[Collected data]
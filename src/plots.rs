//! Plots
//!
//! SVG charts comparing the two windows of a feature: overlapping density
//! estimates, and the daily mean over time with the split point marked.
use crate::data::TripTable;
use crate::errors::DriftError;
use crate::stats::kde::{paired_density, DensityCurve};
use chrono::{Datelike, NaiveDate, NaiveDateTime, Timelike};
use log::{info, warn};
use std::fmt::Write as _;
use std::fs;
use std::path::{Path, PathBuf};

const REFERENCE_COLOR: &str = "#1f77b4";
const CURRENT_COLOR: &str = "#d62728";
const TREND_COLOR: &str = "#800080";
const SPLIT_COLOR: &str = "#ff0000";
const TICKS: usize = 5;

/// Plot area inside a fixed-size canvas.
struct Canvas {
    width: f64,
    height: f64,
    left: f64,
    right: f64,
    top: f64,
    bottom: f64,
}

impl Canvas {
    fn new(width: f64, height: f64) -> Self {
        Canvas {
            width,
            height,
            left: 80.0,
            right: width - 30.0,
            top: 50.0,
            bottom: height - 60.0,
        }
    }

    fn x(&self, v: f64, lo: f64, hi: f64) -> f64 {
        self.left + (v - lo) / span(lo, hi) * (self.right - self.left)
    }

    fn y(&self, v: f64, lo: f64, hi: f64) -> f64 {
        self.bottom - (v - lo) / span(lo, hi) * (self.bottom - self.top)
    }

    fn open(&self, title: &str, x_label: &str, y_label: &str) -> String {
        let mut svg = String::new();
        let _ = write!(
            svg,
            r##"<?xml version="1.0" encoding="UTF-8"?>
<svg xmlns="http://www.w3.org/2000/svg" width="{w}" height="{h}" viewBox="0 0 {w} {h}">
  <style>
    .title {{ font: bold 16px sans-serif; fill: #333; }}
    .axis {{ font: 12px sans-serif; fill: #333; }}
    .tick {{ font: 10px sans-serif; fill: #555; }}
    .legend {{ font: 12px sans-serif; fill: #333; }}
  </style>
  <rect width="{w}" height="{h}" fill="#ffffff"/>
  <text x="{cx}" y="30" text-anchor="middle" class="title">{title}</text>
  <text x="{cx}" y="{xl}" text-anchor="middle" class="axis">{x_label}</text>
  <text x="20" y="{cy}" text-anchor="middle" class="axis" transform="rotate(-90 20 {cy})">{y_label}</text>
  <rect x="{l}" y="{t}" width="{pw}" height="{ph}" fill="none" stroke="#333"/>
"##,
            w = self.width,
            h = self.height,
            cx = self.width / 2.0,
            cy = (self.top + self.bottom) / 2.0,
            xl = self.height - 15.0,
            l = self.left,
            t = self.top,
            pw = self.right - self.left,
            ph = self.bottom - self.top,
            title = escape(title),
            x_label = escape(x_label),
            y_label = escape(y_label),
        );
        svg
    }

    /// Grid lines with tick labels; `x_label_of` formats x tick values.
    fn grid<F: Fn(f64) -> String>(&self, svg: &mut String, x: (f64, f64), y: (f64, f64), opacity: f64, x_label_of: F) {
        for i in 0..TICKS {
            let fx = x.0 + (x.1 - x.0) * i as f64 / (TICKS - 1) as f64;
            let px = self.x(fx, x.0, x.1);
            let _ = writeln!(
                svg,
                r##"  <line x1="{px:.2}" y1="{t}" x2="{px:.2}" y2="{b}" stroke="#999" stroke-opacity="{opacity}"/>
  <text x="{px:.2}" y="{lb}" text-anchor="middle" class="tick">{label}</text>"##,
                t = self.top,
                b = self.bottom,
                lb = self.bottom + 16.0,
                label = escape(&x_label_of(fx)),
            );
            let fy = y.0 + (y.1 - y.0) * i as f64 / (TICKS - 1) as f64;
            let py = self.y(fy, y.0, y.1);
            let _ = writeln!(
                svg,
                r##"  <line x1="{l}" y1="{py:.2}" x2="{r}" y2="{py:.2}" stroke="#999" stroke-opacity="{opacity}"/>
  <text x="{lt}" y="{py:.2}" text-anchor="end" class="tick">{fy:.3}</text>"##,
                l = self.left,
                r = self.right,
                lt = self.left - 6.0,
            );
        }
    }

    fn legend(&self, svg: &mut String, entries: &[(&str, &str, bool)]) {
        for (i, (label, color, dashed)) in entries.iter().enumerate() {
            let y = self.top + 18.0 + 18.0 * i as f64;
            let x = self.right - 170.0;
            let dash = if *dashed { r#" stroke-dasharray="6,4""# } else { "" };
            let _ = writeln!(
                svg,
                r##"  <line x1="{x}" y1="{y}" x2="{x2}" y2="{y}" stroke="{color}" stroke-width="2"{dash}/>
  <text x="{tx}" y="{ty}" class="legend">{label}</text>"##,
                x2 = x + 24.0,
                tx = x + 30.0,
                ty = y + 4.0,
                label = escape(label),
            );
        }
    }
}

fn span(lo: f64, hi: f64) -> f64 {
    if hi > lo {
        hi - lo
    } else {
        1.0
    }
}

fn escape(s: &str) -> String {
    s.replace('&', "&amp;").replace('<', "&lt;").replace('>', "&gt;").replace('"', "&quot;")
}

fn points(canvas: &Canvas, xs: &[f64], ys: &[f64], x: (f64, f64), y: (f64, f64)) -> String {
    xs.iter()
        .zip(ys.iter())
        .map(|(&a, &b)| format!("{:.2},{:.2}", canvas.x(a, x.0, x.1), canvas.y(b, y.0, y.1)))
        .collect::<Vec<_>>()
        .join(" ")
}

/// SVG with the density curves of both windows filled under a shared axis.
/// A window without a curve is left out of the chart and its legend.
pub fn render_distribution_svg(feature: &str, reference: Option<&DensityCurve>, current: Option<&DensityCurve>) -> String {
    let canvas = Canvas::new(1000.0, 600.0);
    let curves: Vec<(&DensityCurve, &str, &str)> = [
        (reference, REFERENCE_COLOR, "Reference Window"),
        (current, CURRENT_COLOR, "Current Window"),
    ]
    .into_iter()
    .filter_map(|(curve, color, label)| curve.map(|c| (c, color, label)))
    .collect();

    let grid = curves.first().map(|(c, _, _)| c.grid.as_slice()).unwrap_or(&[]);
    let x = (grid.first().copied().unwrap_or(0.0), grid.last().copied().unwrap_or(1.0));
    let y_max = curves
        .iter()
        .flat_map(|(c, _, _)| c.density.iter())
        .fold(0.0_f64, |a, &b| a.max(b));
    let y = (0.0, y_max * 1.05);

    let mut svg = canvas.open(&format!("Distribution Shift: {}", feature), feature, "Density");
    canvas.grid(&mut svg, x, y, 0.3, |v| format!("{:.2}", v));

    for (curve, color, _) in &curves {
        let line = points(&canvas, &curve.grid, &curve.density, x, y);
        let base = canvas.y(0.0, y.0, y.1);
        let _ = writeln!(
            svg,
            r##"  <polygon points="{x0:.2},{base:.2} {line} {x1:.2},{base:.2}" fill="{color}" fill-opacity="0.3" stroke="none"/>
  <polyline points="{line}" fill="none" stroke="{color}" stroke-width="1.5"/>"##,
            x0 = canvas.x(x.0, x.0, x.1),
            x1 = canvas.x(x.1, x.0, x.1),
        );
    }
    let legend: Vec<(&str, &str, bool)> = curves.iter().map(|(_, color, label)| (*label, *color, false)).collect();
    canvas.legend(&mut svg, &legend);
    svg.push_str("</svg>\n");
    svg
}

/// SVG of daily means as a line with markers, with an optional dashed split marker.
pub fn render_trend_svg(feature: &str, daily: &[(NaiveDate, f64)], split: Option<NaiveDateTime>) -> String {
    let canvas = Canvas::new(1200.0, 600.0);
    let day = |d: NaiveDate| d.num_days_from_ce() as f64;
    let xs: Vec<f64> = daily.iter().map(|(d, _)| day(*d)).collect();
    let ys: Vec<f64> = daily.iter().map(|(_, v)| *v).collect();
    let split_x = split.map(|ts| day(ts.date()) + ts.num_seconds_from_midnight() as f64 / 86_400.0);

    let mut x_lo = xs.first().copied().unwrap_or(0.0);
    let mut x_hi = xs.last().copied().unwrap_or(1.0);
    if let Some(s) = split_x {
        x_lo = x_lo.min(s);
        x_hi = x_hi.max(s);
    }
    let (y_lo, y_hi) = ys
        .iter()
        .fold((f64::INFINITY, f64::NEG_INFINITY), |(lo, hi), &v| (lo.min(v), hi.max(v)));
    let pad = (y_hi - y_lo).abs().max(1e-9) * 0.1;
    let x = (x_lo, x_hi);
    let y = (y_lo - pad, y_hi + pad);

    let mut svg = canvas.open(
        &format!("Daily Mean Trend: {}", feature),
        "Date",
        &format!("Mean {}", feature),
    );
    canvas.grid(&mut svg, x, y, 1.0, |v| {
        NaiveDate::from_num_days_from_ce_opt(v.round() as i32)
            .map(|d| d.format("%m-%d").to_string())
            .unwrap_or_default()
    });

    let line = points(&canvas, &xs, &ys, x, y);
    let _ = writeln!(
        svg,
        r##"  <polyline points="{line}" fill="none" stroke="{TREND_COLOR}" stroke-width="2"/>"##
    );
    for (&a, &b) in xs.iter().zip(ys.iter()) {
        let _ = writeln!(
            svg,
            r##"  <circle cx="{:.2}" cy="{:.2}" r="4" fill="{TREND_COLOR}"/>"##,
            canvas.x(a, x.0, x.1),
            canvas.y(b, y.0, y.1),
        );
    }

    let mut legend = vec![(feature, TREND_COLOR, false)];
    if let Some(s) = split_x {
        let px = canvas.x(s, x.0, x.1);
        let _ = writeln!(
            svg,
            r##"  <line x1="{px:.2}" y1="{t}" x2="{px:.2}" y2="{b}" stroke="{SPLIT_COLOR}" stroke-width="2" stroke-dasharray="6,4"/>"##,
            t = canvas.top,
            b = canvas.bottom,
        );
        legend.push(("Split Point", SPLIT_COLOR, true));
    }
    canvas.legend(&mut svg, &legend);
    svg.push_str("</svg>\n");
    svg
}

fn save(output_dir: &Path, file_name: &str, svg: &str) -> Result<PathBuf, DriftError> {
    fs::create_dir_all(output_dir).map_err(|e| DriftError::UnableToWrite(format!("{}: {}", output_dir.display(), e)))?;
    let path = output_dir.join(file_name);
    fs::write(&path, svg).map_err(|e| DriftError::UnableToWrite(format!("{}: {}", path.display(), e)))?;
    info!("Saved plot: {}", path.display());
    Ok(path)
}

/// Overlapping density estimates of the two windows, saved as `{feature}_dist_shift.svg`.
pub fn plot_distribution_comparison<P: AsRef<Path>>(
    reference: &[f64],
    current: &[f64],
    feature: &str,
    output_dir: P,
) -> Result<PathBuf, DriftError> {
    let (ref_curve, curr_curve) = paired_density(reference, current)?;
    for (window, curve) in [("reference", &ref_curve), ("current", &curr_curve)] {
        if curve.is_none() {
            warn!("The {} window of {} has no variance, drawing without its density.", window, feature);
        }
    }
    let svg = render_distribution_svg(feature, ref_curve.as_ref(), curr_curve.as_ref());
    save(output_dir.as_ref(), &format!("{}_dist_shift.svg", feature), &svg)
}

/// Daily mean of a feature over the whole table, saved as `{feature}_trend.svg`.
pub fn plot_daily_trend<P: AsRef<Path>>(
    table: &TripTable,
    feature: &str,
    split: Option<NaiveDateTime>,
    output_dir: P,
) -> Result<PathBuf, DriftError> {
    let daily = table
        .daily_means(feature)
        .ok_or_else(|| DriftError::MissingColumn(feature.to_string()))?;
    if daily.is_empty() {
        return Err(DriftError::InvalidInput(format!("no rows to plot for {}", feature)));
    }
    let svg = render_trend_svg(feature, &daily, split);
    save(output_dir.as_ref(), &format!("{}_trend.svg", feature), &svg)
}

#[cfg(test)]
mod tests {
    use super::*;
    use hashbrown::HashMap;
    use tempfile::tempdir;

    fn table() -> TripTable {
        let mut timestamps = Vec::new();
        let mut fares = Vec::new();
        for day in 1..=6 {
            for hour in [8, 12, 18] {
                timestamps.push(
                    NaiveDate::from_ymd_opt(2016, 1, day)
                        .unwrap()
                        .and_hms_opt(hour, 0, 0)
                        .unwrap(),
                );
                fares.push(day as f64 + hour as f64 / 10.0);
            }
        }
        let mut columns = HashMap::new();
        columns.insert("fare_amount".to_string(), fares);
        TripTable::new(timestamps, columns).unwrap()
    }

    #[test]
    fn test_plot_distribution_comparison() {
        let dir = tempdir().unwrap();
        let out = dir.path().join("output");
        let reference: Vec<f64> = (0..50).map(|i| (i % 10) as f64).collect();
        let current: Vec<f64> = (0..40).map(|i| (i % 8) as f64 + 3.0).collect();
        let path = plot_distribution_comparison(&reference, &current, "fare_amount", &out).unwrap();
        assert_eq!(path, out.join("fare_amount_dist_shift.svg"));
        let svg = fs::read_to_string(path).unwrap();
        assert!(svg.starts_with("<?xml"));
        assert!(svg.contains("Distribution Shift: fare_amount"));
        assert!(svg.contains("Reference Window"));
        assert!(svg.contains("Current Window"));
        assert_eq!(svg.matches("<polygon").count(), 2);
        assert!(svg.trim_end().ends_with("</svg>"));
    }

    #[test]
    fn test_plot_distribution_with_constant_window() {
        let dir = tempdir().unwrap();
        let current: Vec<f64> = (0..30).map(|i| 1.0 + (i % 4) as f64).collect();
        let path = plot_distribution_comparison(&[1.0; 20], &current, "passenger_count", dir.path()).unwrap();
        let svg = fs::read_to_string(path).unwrap();
        assert_eq!(svg.matches("<polygon").count(), 1);
        assert!(svg.contains(CURRENT_COLOR));
        assert!(!svg.contains("Reference Window"));
        assert!(svg.contains("Current Window"));

        let r = plot_distribution_comparison(&[1.0, 1.0], &[2.0, 2.0], "x", dir.path());
        assert!(matches!(r, Err(DriftError::InvalidInput(_))));
    }

    #[test]
    fn test_plot_daily_trend() {
        let dir = tempdir().unwrap();
        let table = table();
        let split = NaiveDate::from_ymd_opt(2016, 1, 4).unwrap().and_hms_opt(0, 0, 0);
        let path = plot_daily_trend(&table, "fare_amount", split, dir.path()).unwrap();
        assert_eq!(path, dir.path().join("fare_amount_trend.svg"));
        let svg = fs::read_to_string(path).unwrap();
        assert!(svg.contains("Daily Mean Trend: fare_amount"));
        assert_eq!(svg.matches("<circle").count(), 6);
        assert!(svg.contains("Split Point"));
        assert!(svg.contains("stroke-dasharray"));
    }

    #[test]
    fn test_plot_daily_trend_without_split() {
        let daily = table().daily_means("fare_amount").unwrap();
        assert_eq!(daily.len(), 6);
        assert_eq!(daily[0].0.day(), 1);
        let svg = render_trend_svg("fare_amount", &daily, None);
        assert!(!svg.contains("Split Point"));
    }

    #[test]
    fn test_plot_daily_trend_missing_feature() {
        let dir = tempdir().unwrap();
        let r = plot_daily_trend(&table(), "tip_amount", None, dir.path());
        assert!(matches!(r, Err(DriftError::MissingColumn(_))));
        let r = plot_daily_trend(&TripTable::default(), "fare_amount", None, dir.path());
        assert!(r.is_err());
    }

    #[test]
    fn test_escape() {
        assert_eq!(escape("a<b & c>\""), "a&lt;b &amp; c&gt;&quot;");
    }
}
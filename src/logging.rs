//! Logging
//!
//! Minimal `log` backend writing one line per record to stderr.
use log::{LevelFilter, Log, Metadata, Record, SetLoggerError};
use std::io::Write;

struct StderrLogger {
    level: LevelFilter,
}

impl Log for StderrLogger {
    fn enabled(&self, metadata: &Metadata) -> bool {
        metadata.level() <= self.level && metadata.target().starts_with("signaldrift")
    }

    fn log(&self, record: &Record) {
        if self.enabled(record.metadata()) {
            let _ = writeln!(
                std::io::stderr().lock(),
                "[{:<5} {}] {}",
                record.level(),
                record.target(),
                record.args()
            );
        }
    }

    fn flush(&self) {
        let _ = std::io::stderr().flush();
    }
}

/// Install the stderr logger. Fails if a logger is already set.
pub fn init(level: LevelFilter) -> Result<(), SetLoggerError> {
    log::set_boxed_logger(Box::new(StderrLogger { level }))?;
    log::set_max_level(level);
    Ok(())
}

/// Log level for a `-v` count: warnings by default, then info, debug and trace.
pub fn level_for_verbosity(verbose: u8) -> LevelFilter {
    match verbose {
        0 => LevelFilter::Warn,
        1 => LevelFilter::Info,
        2 => LevelFilter::Debug,
        _ => LevelFilter::Trace,
    }
}

#[cfg(test)]
mod tests {
    use super::*;

    #[test]
    fn test_level_for_verbosity() {
        assert_eq!(level_for_verbosity(0), LevelFilter::Warn);
        assert_eq!(level_for_verbosity(1), LevelFilter::Info);
        assert_eq!(level_for_verbosity(2), LevelFilter::Debug);
        assert_eq!(level_for_verbosity(9), LevelFilter::Trace);
    }

    #[test]
    fn test_init_installs_logger_once() {
        assert!(init(LevelFilter::Debug).is_ok());
        assert_eq!(log::max_level(), LevelFilter::Debug);
        log::debug!("logger installed");
        assert!(init(LevelFilter::Info).is_err());
    }

    #[test]
    fn test_enabled_filters_level_and_target() {
        let logger = StderrLogger {
            level: LevelFilter::Info,
        };
        let meta = |level, target| Metadata::builder().level(level).target(target).build();
        assert!(logger.enabled(&meta(log::Level::Warn, "signaldrift::data")));
        assert!(!logger.enabled(&meta(log::Level::Debug, "signaldrift::data")));
        assert!(!logger.enabled(&meta(log::Level::Warn, "rayon_core")));
    }
}
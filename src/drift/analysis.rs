use crate::drift::calculation::{DriftMetrics, DriftMetricsCalculator};
use crate::errors::DriftError;
use hashbrown::HashMap;
use log::{info, warn};
use rayon::prelude::*;

/// Anything that can hand out the values of a named numeric feature.
pub trait FeatureSource: Sync {
    /// Values of `name`, or `None` if the feature is not present.
    fn feature(&self, name: &str) -> Option<&[f64]>;
}

impl FeatureSource for HashMap<String, Vec<f64>> {
    fn feature(&self, name: &str) -> Option<&[f64]> {
        self.get(name).map(|v| v.as_slice())
    }
}

/// Result of analysing one feature. A failed feature does not fail the run.
#[derive(Debug)]
pub struct FeatureOutcome {
    pub feature: String,
    pub result: Result<DriftMetrics, DriftError>,
}

/// Outcomes of all requested features, in the order they were requested.
#[derive(Debug, Default)]
pub struct AnalysisSummary {
    pub outcomes: Vec<FeatureOutcome>,
}

impl AnalysisSummary {
    /// Metrics of every feature that was analysed successfully.
    pub fn metrics(&self) -> impl Iterator<Item = &DriftMetrics> {
        self.outcomes.iter().filter_map(|o| o.result.as_ref().ok())
    }

    /// Names of the features flagged as drifted.
    pub fn drifted_features(&self) -> Vec<&str> {
        self.metrics()
            .filter(|m| m.drift_detected)
            .map(|m| m.feature.as_str())
            .collect()
    }

    /// Features that could not be analysed, with the reason.
    pub fn failures(&self) -> Vec<(&str, &DriftError)> {
        self.outcomes
            .iter()
            .filter_map(|o| o.result.as_ref().err().map(|e| (o.feature.as_str(), e)))
            .collect()
    }

    /// Look up the outcome of a feature by name.
    pub fn get(&self, feature: &str) -> Option<&FeatureOutcome> {
        self.outcomes.iter().find(|o| o.feature == feature)
    }
}

/// Analyse every feature independently on a dedicated thread pool.
///
/// * `calculator` - Metrics calculator, shared read-only by all workers.
/// * `reference` - Source of the reference window values.
/// * `current` - Source of the current window values.
/// * `features` - Feature names, the order of the returned outcomes.
/// * `num_threads` - Size of the pool, all available cores when `None`.
pub fn analyze_features<R: FeatureSource, C: FeatureSource>(
    calculator: &DriftMetricsCalculator,
    reference: &R,
    current: &C,
    features: &[String],
    num_threads: Option<usize>,
) -> Result<AnalysisSummary, DriftError> {
    let num_threads = match num_threads {
        Some(n) => n,
        None => std::thread::available_parallelism().map(|n| n.get()).unwrap_or(1),
    };
    let pool = rayon::ThreadPoolBuilder::new()
        .num_threads(num_threads)
        .build()
        .map_err(|e| DriftError::InvalidParameter("num_threads".to_string(), "a buildable pool size".to_string(), e.to_string()))?;

    let outcomes: Vec<FeatureOutcome> = pool.install(|| {
        features
            .par_iter()
            .map(|feature| {
                let result = analyze_feature(calculator, reference, current, feature);
                if let Err(e) = &result {
                    warn!("Skipping drift metrics for {}: {}", feature, e);
                }
                FeatureOutcome {
                    feature: feature.clone(),
                    result,
                }
            })
            .collect()
    });

    let summary = AnalysisSummary { outcomes };
    info!(
        "Analysed {} features, {} drifted, {} failed.",
        features.len(),
        summary.drifted_features().len(),
        summary.failures().len()
    );
    Ok(summary)
}

fn analyze_feature<R: FeatureSource, C: FeatureSource>(
    calculator: &DriftMetricsCalculator,
    reference: &R,
    current: &C,
    feature: &str,
) -> Result<DriftMetrics, DriftError> {
    let ref_values = reference
        .feature(feature)
        .ok_or_else(|| DriftError::MissingColumn(feature.to_string()))?;
    let curr_values = current
        .feature(feature)
        .ok_or_else(|| DriftError::MissingColumn(feature.to_string()))?;
    calculator.calculate(ref_values, curr_values, feature)
}

#[cfg(test)]
mod tests {
    use super::*;

    fn source(pairs: &[(&str, Vec<f64>)]) -> HashMap<String, Vec<f64>> {
        pairs.iter().map(|(k, v)| (k.to_string(), v.clone())).collect()
    }

    #[test]
    fn test_analyze_features_keeps_order_and_isolates_failures() {
        let reference = source(&[
            ("fare_amount", vec![1.0, 2.0, 3.0, 4.0, 5.0]),
            ("trip_distance", vec![1.0, 1.5, 2.0]),
            ("passenger_count", vec![]),
        ]);
        let current = source(&[
            ("fare_amount", vec![11.0, 12.0, 13.0, 14.0, 15.0]),
            ("trip_distance", vec![1.0, 1.5, 2.0]),
            ("passenger_count", vec![1.0]),
        ]);
        let features: Vec<String> = ["trip_distance", "fare_amount", "passenger_count", "tip_amount"]
            .iter()
            .map(|s| s.to_string())
            .collect();

        let summary =
            analyze_features(&DriftMetricsCalculator::default(), &reference, &current, &features, Some(2)).unwrap();

        let names: Vec<&str> = summary.outcomes.iter().map(|o| o.feature.as_str()).collect();
        assert_eq!(names, vec!["trip_distance", "fare_amount", "passenger_count", "tip_amount"]);
        assert_eq!(summary.drifted_features(), vec!["fare_amount"]);
        assert_eq!(summary.metrics().count(), 2);

        let failures = summary.failures();
        assert_eq!(failures.len(), 2);
        assert!(matches!(failures[0], ("passenger_count", DriftError::InvalidInput(_))));
        assert!(matches!(failures[1], ("tip_amount", DriftError::MissingColumn(_))));
    }

    #[test]
    fn test_parallel_matches_sequential() {
        let reference = source(&[
            ("a", (0..200).map(|i| (i % 13) as f64).collect()),
            ("b", (0..150).map(|i| (i as f64).sqrt()).collect()),
        ]);
        let current = source(&[
            ("a", (0..180).map(|i| (i % 11) as f64 + 0.5).collect()),
            ("b", (0..170).map(|i| (i as f64).ln_1p()).collect()),
        ]);
        let features = vec!["a".to_string(), "b".to_string()];
        let calc = DriftMetricsCalculator::default();
        let one = analyze_features(&calc, &reference, &current, &features, Some(1)).unwrap();
        let four = analyze_features(&calc, &reference, &current, &features, Some(4)).unwrap();
        for f in &features {
            let m1 = one.get(f).unwrap().result.as_ref().unwrap();
            let m4 = four.get(f).unwrap().result.as_ref().unwrap();
            assert_eq!(m1, m4);
        }
    }
}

WHAT IS REQUIRED: Return every line of the records in which the word "bool" is found.

OUTPUT:
    fn legend(&self, svg: &mut String, entries: &[(&str, &str, bool)]) {
    let legend: Vec<(&str, &str, bool)> = curves.iter().map(|(_, color, label)| (*label, *color, false)).collect();
    fn enabled(&self, metadata: &Metadata) -> bool {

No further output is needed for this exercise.